[[ DATA PROVIDED, beginning ]]
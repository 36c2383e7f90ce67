use axum::{extract::rejection::QueryRejection, Json};
use tracing::debug;

use crate::error::RequestError;
use crate::operations::{divide, Operation, OperationResponse};
use crate::routes::parameters::{Params, QueryPairs};

/// Division by zero still answers 200; callers detect it by the `error` field.
pub async fn handler(
    query: Result<QueryPairs, QueryRejection>,
) -> Result<Json<OperationResponse<f64>>, RequestError> {
    let operands = Params::from_query(Operation::Division, query)?
        .operands(Operation::Division)?;
    debug!(a = operands.a, b = operands.b, "Division handler is run");

    let response = match divide(operands.a, operands.b) {
        Ok(result) => OperationResponse::success(Operation::Division, result),
        Err(e) => OperationResponse::failure(Operation::Division, e.to_string()),
    };
    Ok(Json(response))
}
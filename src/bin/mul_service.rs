use calc_services::{config::Config, logging, operations::Operation, run_app};
use tracing::error;

#[tokio::main]
async fn main() -> anyhow::Result<()> {
    logging::init_logger();
    let config = Config::from_env()?;
    if let Err(e) = run_app(Operation::Multiplication, config).await {
        error!(error = %e, "multiplication service stopped");
        return Err(e.into());
    }
    Ok(())
}
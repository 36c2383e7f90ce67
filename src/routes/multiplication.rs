use axum::{extract::rejection::QueryRejection, Json};
use tracing::debug;

use crate::error::RequestError;
use crate::operations::{multiply, Operation, OperationResponse};
use crate::routes::parameters::{Params, QueryPairs};

pub async fn handler(
    query: Result<QueryPairs, QueryRejection>,
) -> Result<Json<OperationResponse<i128>>, RequestError> {
    let operands = Params::from_query(Operation::Multiplication, query)?
        .operands(Operation::Multiplication)?;
    debug!(a = operands.a, b = operands.b, "Multiplication handler is run");

    Ok(Json(OperationResponse::success(
        Operation::Multiplication,
        multiply(operands.a, operands.b),
    )))
}
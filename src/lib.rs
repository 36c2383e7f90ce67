pub mod config;
pub mod error;
pub mod logging;
pub mod middleware;
pub mod operations;
pub mod routes;

use axum::{middleware::from_fn, routing::get, Router};
use tokio::net::TcpListener;
use tracing::{info, warn};

use crate::config::{Config, Runtime};
use crate::error::AppError;
use crate::middleware::trace_requests;
use crate::operations::Operation;
use crate::routes::{division, multiplication};

/// Builds the router for one service. Each call returns an independent app.
pub fn create_app(operation: Operation) -> Router {
    let router = match operation {
        Operation::Division => Router::new().route("/", get(division::handler)),
        Operation::Multiplication => Router::new().route("/", get(multiplication::handler)),
    };
    router.layer(from_fn(trace_requests))
}

/// Serves `app` on an already bound listener until Ctrl-C or SIGTERM.
pub async fn serve(listener: TcpListener, app: Router) -> Result<(), AppError> {
    axum::serve(listener, app)
        .with_graceful_shutdown(shutdown_signal())
        .await
        .map_err(AppError::Serve)
}

pub async fn run_app(operation: Operation, config: Config) -> Result<(), AppError> {
    let app = create_app(operation);

    match config.runtime {
        Runtime::Http => {
            let addr = config.socket_addr();
            let listener = TcpListener::bind(addr)
                .await
                .map_err(|source| AppError::Bind { addr, source })?;
            info!(
                service = operation.service_name(),
                environment = %config.environment,
                %addr,
                "Listening"
            );
            serve(listener, app).await?;
            info!(service = operation.service_name(), "Shut down");
            Ok(())
        }
        Runtime::Lambda => {
            info!(
                service = operation.service_name(),
                environment = %config.environment,
                "Starting lambda runtime"
            );
            lambda_http::run(app).await.map_err(AppError::Lambda)
        }
    }
}

async fn shutdown_signal() {
    let ctrl_c = async {
        if let Err(e) = tokio::signal::ctrl_c().await {
            warn!(error = %e, "Failed to listen for Ctrl-C");
            std::future::pending::<()>().await;
        }
    };

    #[cfg(unix)]
    let terminate = async {
        match tokio::signal::unix::signal(tokio::signal::unix::SignalKind::terminate()) {
            Ok(mut signal) => {
                signal.recv().await;
            }
            Err(e) => {
                warn!(error = %e, "Failed to listen for SIGTERM");
                std::future::pending::<()>().await;
            }
        }
    };

    #[cfg(not(unix))]
    let terminate = std::future::pending::<()>();

    tokio::select! {
        _ = ctrl_c => {},
        _ = terminate => {},
    }
    info!("Shutdown signal received");
}
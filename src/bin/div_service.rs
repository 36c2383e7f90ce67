use calc_services::{config::Config, logging, operations::Operation, run_app};
use tracing::error;

#[tokio::main]
async fn main() -> anyhow::Result<()> {
    logging::init_logger();
    let config = Config::from_env()?;
    if let Err(e) = run_app(Operation::Division, config).await {
        error!(error = %e, "division service stopped");
        return Err(e.into());
    }
    Ok(())
}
[[ DATA PROVIDED, end ]]
• _EXERCISE GOAL_
Retype every line of the material exactly as given.

• _RESULT FOR THIS TASK_
repository 36c2383e7f90ce67
use axum::{extract::rejection::QueryRejection, Json};
use tracing::debug;

use crate::error::RequestError;
use crate::operations::{divide, Operation, OperationResponse};
use crate::routes::parameters::{Params, QueryPairs};

/// Division by zero still answers 200; callers detect it by the `error` field.
pub async fn handler(
    query: Result<QueryPairs, QueryRejection>,
) -> Result<Json<OperationResponse<f64>>, RequestError> {
    let operands = Params::from_query(Operation::Division, query)?
        .operands(Operation::Division)?;
    debug!(a = operands.a, b = operands.b, "Division handler is run");

    let response = match divide(operands.a, operands.b) {
        Ok(result) => OperationResponse::success(Operation::Division, result),
        Err(e) => OperationResponse::failure(Operation::Division, e.to_string()),
    };
    Ok(Json(response))
}
filename src/bin/mul_service.rs
use calc_services::{config::Config, logging, operations::Operation, run_app};
use tracing::error;

#[tokio::main]
async fn main() -> anyhow::Result<()> {
    logging::init_logger();
    let config = Config::from_env()?;
    if let Err(e) = run_app(Operation::Multiplication, config).await {
        error!(error = %e, "multiplication service stopped");
        return Err(e.into());
    }
    Ok(())
}
repository 36c2383e7f90ce67
filename src/routes/multiplication.rs
use axum::{extract::rejection::QueryRejection, Json};
use tracing::debug;

use crate::error::RequestError;
use crate::operations::{multiply, Operation, OperationResponse};
use crate::routes::parameters::{Params, QueryPairs};

pub async fn handler(
    query: Result<QueryPairs, QueryRejection>,
) -> Result<Json<OperationResponse<i128>>, RequestError> {
    let operands = Params::from_query(Operation::Multiplication, query)?
        .operands(Operation::Multiplication)?;
    debug!(a = operands.a, b = operands.b, "Multiplication handler is run");

    Ok(Json(OperationResponse::success(
        Operation::Multiplication,
        multiply(operands.a, operands.b),
    )))
}
filename src/lib.rs
repository 36c2383e7f90ce67
pub mod config;
pub mod error;
pub mod logging;
pub mod middleware;
pub mod operations;
pub mod routes;

use axum::{middleware::from_fn, routing::get, Router};
use tokio::net::TcpListener;
use tracing::{info, warn};

use crate::config::{Config, Runtime};
use crate::error::AppError;
use crate::middleware::trace_requests;
use crate::operations::Operation;
use crate::routes::{division, multiplication};

/// Builds the router for one service. Each call returns an independent app.
pub fn create_app(operation: Operation) -> Router {
    let router = match operation {
        Operation::Division => Router::new().route("/", get(division::handler)),
        Operation::Multiplication => Router::new().route("/", get(multiplication::handler)),
    };
    router.layer(from_fn(trace_requests))
}

/// Serves `app` on an already bound listener until Ctrl-C or SIGTERM.
pub async fn serve(listener: TcpListener, app: Router) -> Result<(), AppError> {
    axum::serve(listener, app)
        .with_graceful_shutdown(shutdown_signal())
        .await
        .map_err(AppError::Serve)
}

pub async fn run_app(operation: Operation, config: Config) -> Result<(), AppError> {
    let app = create_app(operation);

    match config.runtime {
        Runtime::Http => {
            let addr = config.socket_addr();
            let listener = TcpListener::bind(addr)
                .await
                .map_err(|source| AppError::Bind { addr, source })?;
            info!(
                service = operation.service_name(),
                environment = %config.environment,
                %addr,
                "Listening"
            );
            serve(listener, app).await?;
            info!(service = operation.service_name(), "Shut down");
            Ok(())
        }
        Runtime::Lambda => {
            info!(
                service = operation.service_name(),
                environment = %config.environment,
                "Starting lambda runtime"
            );
            lambda_http::run(app).await.map_err(AppError::Lambda)
        }
    }
}

async fn shutdown_signal() {
    let ctrl_c = async {
        if let Err(e) = tokio::signal::ctrl_c().await {
            warn!(error = %e, "Failed to listen for Ctrl-C");
            std::future::pending::<()>().await;
        }
    };

    #[cfg(unix)]
    let terminate = async {
        match tokio::signal::unix::signal(tokio::signal::unix::SignalKind::terminate()) {
            Ok(mut signal) => {
                signal.recv().await;
            }
            Err(e) => {
                warn!(error = %e, "Failed to listen for SIGTERM");
                std::future::pending::<()>().await;
            }
        }
    };

    #[cfg(not(unix))]
    let terminate = std::future::pending::<()>();

    tokio::select! {
        _ = ctrl_c => {},
        _ = terminate => {},
    }
    info!("Shutdown signal received");
}
filename src/bin/div_service.rs
repository 36c2383e7f90ce67
use calc_services::{config::Config, logging, operations::Operation, run_app};
use tracing::error;

#[tokio::main]
async fn main() -> anyhow::Result<()> {
    logging::init_logger();
    let config = Config::from_env()?;
    if let Err(e) = run_app(Operation::Division, config).await {
        error!(error = %e, "division service stopped");
        return Err(e.into());
    }
    Ok(())
}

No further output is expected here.